Dataset records
use crossterm::event::{self, Event, KeyCode, KeyEvent, KeyEventKind, KeyModifiers};
use crossterm::execute;
use crossterm::terminal::{disable_raw_mode, enable_raw_mode, EnterAlternateScreen, LeaveAlternateScreen, size as terminal_size};
use ratatui::backend::CrosstermBackend;
use ratatui::layout::Rect;
use ratatui::Terminal;
use std::io;

use crate::board::Screen;
use crate::models::Column;
use crate::tui::app::{App, Mode, RegisterField};
use crate::tui::error::TuiError;
use crate::tui::layout::Layout;
use crate::tui::widgets::input::InputField;
use crate::utils::{parse_key_binding, ParsedKeyBinding};

/// Guard that restores the terminal even on panic; a terminal left in raw
/// mode or on the alternate screen is unusable.
struct TerminalGuard {
    raw_mode_enabled: bool,
    alternate_screen_enabled: bool,
}

impl TerminalGuard {
    fn new() -> Result<Self, TuiError> {
        enable_raw_mode()?;
        let mut stdout = io::stdout();
        execute!(stdout, EnterAlternateScreen)?;

        Ok(Self {
            raw_mode_enabled: true,
            alternate_screen_enabled: true,
        })
    }

    /// Restore on normal exit; the drop afterwards is a no-op
    fn restore(&mut self) -> Result<(), TuiError> {
        if self.raw_mode_enabled {
            disable_raw_mode()?;
            self.raw_mode_enabled = false;
        }
        if self.alternate_screen_enabled {
            execute!(io::stdout(), LeaveAlternateScreen)?;
            self.alternate_screen_enabled = false;
        }
        Ok(())
    }
}

impl Drop for TerminalGuard {
    fn drop(&mut self) {
        // already cleaning up, errors have nowhere to go
        if self.raw_mode_enabled {
            let _ = disable_raw_mode();
        }
        if self.alternate_screen_enabled {
            let _ = execute!(io::stdout(), LeaveAlternateScreen);
        }
    }
}

pub fn run_event_loop(mut app: App) -> Result<(), TuiError> {
    // Check before entering the alternate screen so the message stays readable
    let (width, height) = terminal_size()?;
    let min_width_with_border = Layout::MIN_WIDTH + 2;
    let min_height_with_border = Layout::MIN_HEIGHT + 2;

    if width < min_width_with_border || height < min_height_with_border {
        return Err(TuiError::RenderError(format!(
            "Terminal size too small. Current: {}x{}, Minimum required: {}x{}. Please resize your terminal window.",
            width, height, min_width_with_border, min_height_with_border
        )));
    }

    let mut guard = TerminalGuard::new()?;

    let backend = CrosstermBackend::new(io::stdout());
    let mut terminal = Terminal::new(backend)?;

    loop {
        app.check_status_message_timeout();

        let size = terminal.size()?;
        let terminal_rect = Rect::new(0, 0, size.width, size.height);
        terminal.draw(|f| {
            let layout = Layout::calculate(terminal_rect);
            crate::tui::render::render(f, &mut app, &layout);
        })?;

        // The loading screen is on screen now; do the initial fetch
        if app.board.screen() == Screen::Loading {
            app.start();
            continue;
        }

        // Only Press events, or Windows delivers every key twice
        if event::poll(std::time::Duration::from_millis(16))? {
            if let Event::Key(key_event) = event::read()? {
                if key_event.kind == KeyEventKind::Press && handle_key_event(&mut app, key_event)? {
                    break;
                }
            }
        }
    }

    guard.restore()?;
    tracing::info!("Exiting taskboard");
    Ok(())
}

/// Handle one key press. Returns `Ok(true)` when the app should quit.
pub fn handle_key_event(app: &mut App, key_event: KeyEvent) -> Result<bool, TuiError> {
    if key_event.code == KeyCode::Char('c') && key_event.modifiers.contains(KeyModifiers::CONTROL) {
        return Ok(true);
    }

    // Alerts block everything until dismissed
    if app.modals.alert.is_some() {
        if matches!(key_event.code, KeyCode::Enter | KeyCode::Esc | KeyCode::Char(' ')) {
            app.dismiss_alert();
        }
        return Ok(false);
    }

    if app.modals.delete_confirmation.is_some() {
        return handle_delete_confirmation_modal(app, key_event);
    }

    match app.mode {
        Mode::Help => handle_help_mode(app, key_event),
        Mode::Login => handle_login_mode(app, key_event),
        Mode::Register => handle_register_mode(app, key_event),
        Mode::Board => handle_board_mode(app, key_event),
        Mode::AddTask => handle_add_task_mode(app, key_event),
        Mode::Comment => handle_comment_mode(app, key_event),
    }
}

fn binding(key_str: &str) -> Result<ParsedKeyBinding, TuiError> {
    parse_key_binding(key_str).map_err(TuiError::KeyBindingError)
}

fn matches_key_event(key_event: KeyEvent, binding: &ParsedKeyBinding) -> bool {
    let has_primary_mod = crate::utils::has_primary_modifier(key_event.modifiers);
    if binding.requires_ctrl != has_primary_mod {
        return false;
    }
    binding.key_code == key_event.code
}

fn is(key_event: KeyEvent, key_str: &str) -> Result<bool, TuiError> {
    Ok(matches_key_event(key_event, &binding(key_str)?))
}

/// Apply a text-editing key to `field`. Returns false if the key is not an edit.
fn apply_edit_key(field: &mut InputField, key_event: KeyEvent) -> bool {
    if crate::utils::has_primary_modifier(key_event.modifiers) {
        return false;
    }
    match key_event.code {
        KeyCode::Char(c) => field.insert_char(c),
        KeyCode::Backspace => field.delete_char(),
        KeyCode::Delete => field.delete_forward(),
        KeyCode::Left => field.move_left(),
        KeyCode::Right => field.move_right(),
        KeyCode::Home => field.move_home(),
        KeyCode::End => field.move_end(),
        _ => return false,
    }
    true
}

fn handle_help_mode(app: &mut App, key_event: KeyEvent) -> Result<bool, TuiError> {
    if key_event.code == KeyCode::Esc || is(key_event, &app.config.key_bindings.help)? {
        app.mode = if app.board.current_user().is_some() {
            Mode::Board
        } else {
            Mode::Login
        };
    }
    Ok(false)
}

fn handle_delete_confirmation_modal(app: &mut App, key_event: KeyEvent) -> Result<bool, TuiError> {
    match key_event.code {
        KeyCode::Up | KeyCode::Char('k') | KeyCode::Left => {
            app.modals.delete_modal_selection = 0;
        }
        KeyCode::Down | KeyCode::Char('j') | KeyCode::Right | KeyCode::Tab => {
            app.modals.delete_modal_selection = 1;
        }
        KeyCode::Char('y') => {
            app.modals.delete_modal_selection = 0;
            app.confirm_delete();
        }
        KeyCode::Char('n') | KeyCode::Esc => app.cancel_delete(),
        KeyCode::Enter => app.confirm_delete(),
        _ => {}
    }
    Ok(false)
}

fn handle_login_mode(app: &mut App, key_event: KeyEvent) -> Result<bool, TuiError> {
    let keys = app.config.key_bindings.clone();
    if is(key_event, &keys.quit)? {
        return Ok(true);
    }
    if is(key_event, &keys.help)? {
        app.mode = Mode::Help;
        return Ok(false);
    }

    match key_event.code {
        KeyCode::Up => app.move_user_selection(false),
        KeyCode::Down => app.move_user_selection(true),
        KeyCode::Enter => app.login_selected(),
        KeyCode::Tab => app.enter_register_mode(),
        _ => {
            if is(key_event, &keys.list_up)? {
                app.move_user_selection(false);
            } else if is(key_event, &keys.list_down)? {
                app.move_user_selection(true);
            } else if is(key_event, &keys.new)? {
                app.enter_register_mode();
            }
        }
    }
    Ok(false)
}

fn handle_register_mode(app: &mut App, key_event: KeyEvent) -> Result<bool, TuiError> {
    match key_event.code {
        KeyCode::Esc => app.exit_register_mode(),
        KeyCode::Tab | KeyCode::BackTab => app.next_register_field(),
        KeyCode::Enter => {
            if app.login.field == RegisterField::Name {
                app.next_register_field();
            } else {
                app.submit_registration();
            }
        }
        _ => {
            apply_edit_key(app.current_register_input(), key_event);
        }
    }
    Ok(false)
}

fn handle_board_mode(app: &mut App, key_event: KeyEvent) -> Result<bool, TuiError> {
    let keys = app.config.key_bindings.clone();

    if is(key_event, &keys.quit)? {
        return Ok(true);
    }
    if is(key_event, &keys.help)? {
        app.mode = Mode::Help;
        return Ok(false);
    }

    if app.ui.grabbed.is_some() {
        // While holding a task only column moves, drop and cancel apply
        match key_event.code {
            KeyCode::Esc => app.cancel_grab(),
            KeyCode::Enter => app.grab_or_drop(),
            KeyCode::Left => app.focus_column(Column::Todo),
            KeyCode::Right => app.focus_column(Column::Done),
            _ => {
                if is(key_event, &keys.grab)? {
                    app.grab_or_drop();
                } else if is(key_event, &keys.column_left)? {
                    app.focus_column(Column::Todo);
                } else if is(key_event, &keys.column_right)? {
                    app.focus_column(Column::Done);
                }
            }
        }
        return Ok(false);
    }

    match key_event.code {
        KeyCode::Up => app.move_selection(false),
        KeyCode::Down => app.move_selection(true),
        KeyCode::Left => app.focus_column(Column::Todo),
        KeyCode::Right => app.focus_column(Column::Done),
        _ => {
            if is(key_event, &keys.list_up)? {
                app.move_selection(false);
            } else if is(key_event, &keys.list_down)? {
                app.move_selection(true);
            } else if is(key_event, &keys.column_left)? {
                app.focus_column(Column::Todo);
            } else if is(key_event, &keys.column_right)? {
                app.focus_column(Column::Done);
            } else if is(key_event, &keys.new)? {
                app.enter_add_task_mode();
            } else if is(key_event, &keys.toggle)? {
                app.toggle_selected();
            } else if is(key_event, &keys.delete)? {
                app.request_delete();
            } else if is(key_event, &keys.comments)? {
                app.enter_comment_mode();
            } else if is(key_event, &keys.grab)? {
                app.grab_or_drop();
            } else if is(key_event, &keys.refresh)? {
                app.refresh();
            } else if is(key_event, &keys.logout)? {
                app.logout();
            }
        }
    }
    Ok(false)
}

fn handle_add_task_mode(app: &mut App, key_event: KeyEvent) -> Result<bool, TuiError> {
    match key_event.code {
        KeyCode::Esc => {
            app.input.clear();
            app.mode = Mode::Board;
        }
        KeyCode::Enter => app.submit_new_task(),
        _ => {
            apply_edit_key(&mut app.input, key_event);
        }
    }
    Ok(false)
}

fn handle_comment_mode(app: &mut App, key_event: KeyEvent) -> Result<bool, TuiError> {
    match key_event.code {
        KeyCode::Esc => {
            app.input.clear();
            app.mode = Mode::Board;
        }
        KeyCode::Enter => app.submit_comment(),
        _ => {
            apply_edit_key(&mut app.input, key_event);
        }
    }
    Ok(false)
}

* [What is required]:
Nothing but a number should be given: the number of lines in the records that contain the word "Returns".

* [Written solution]:
2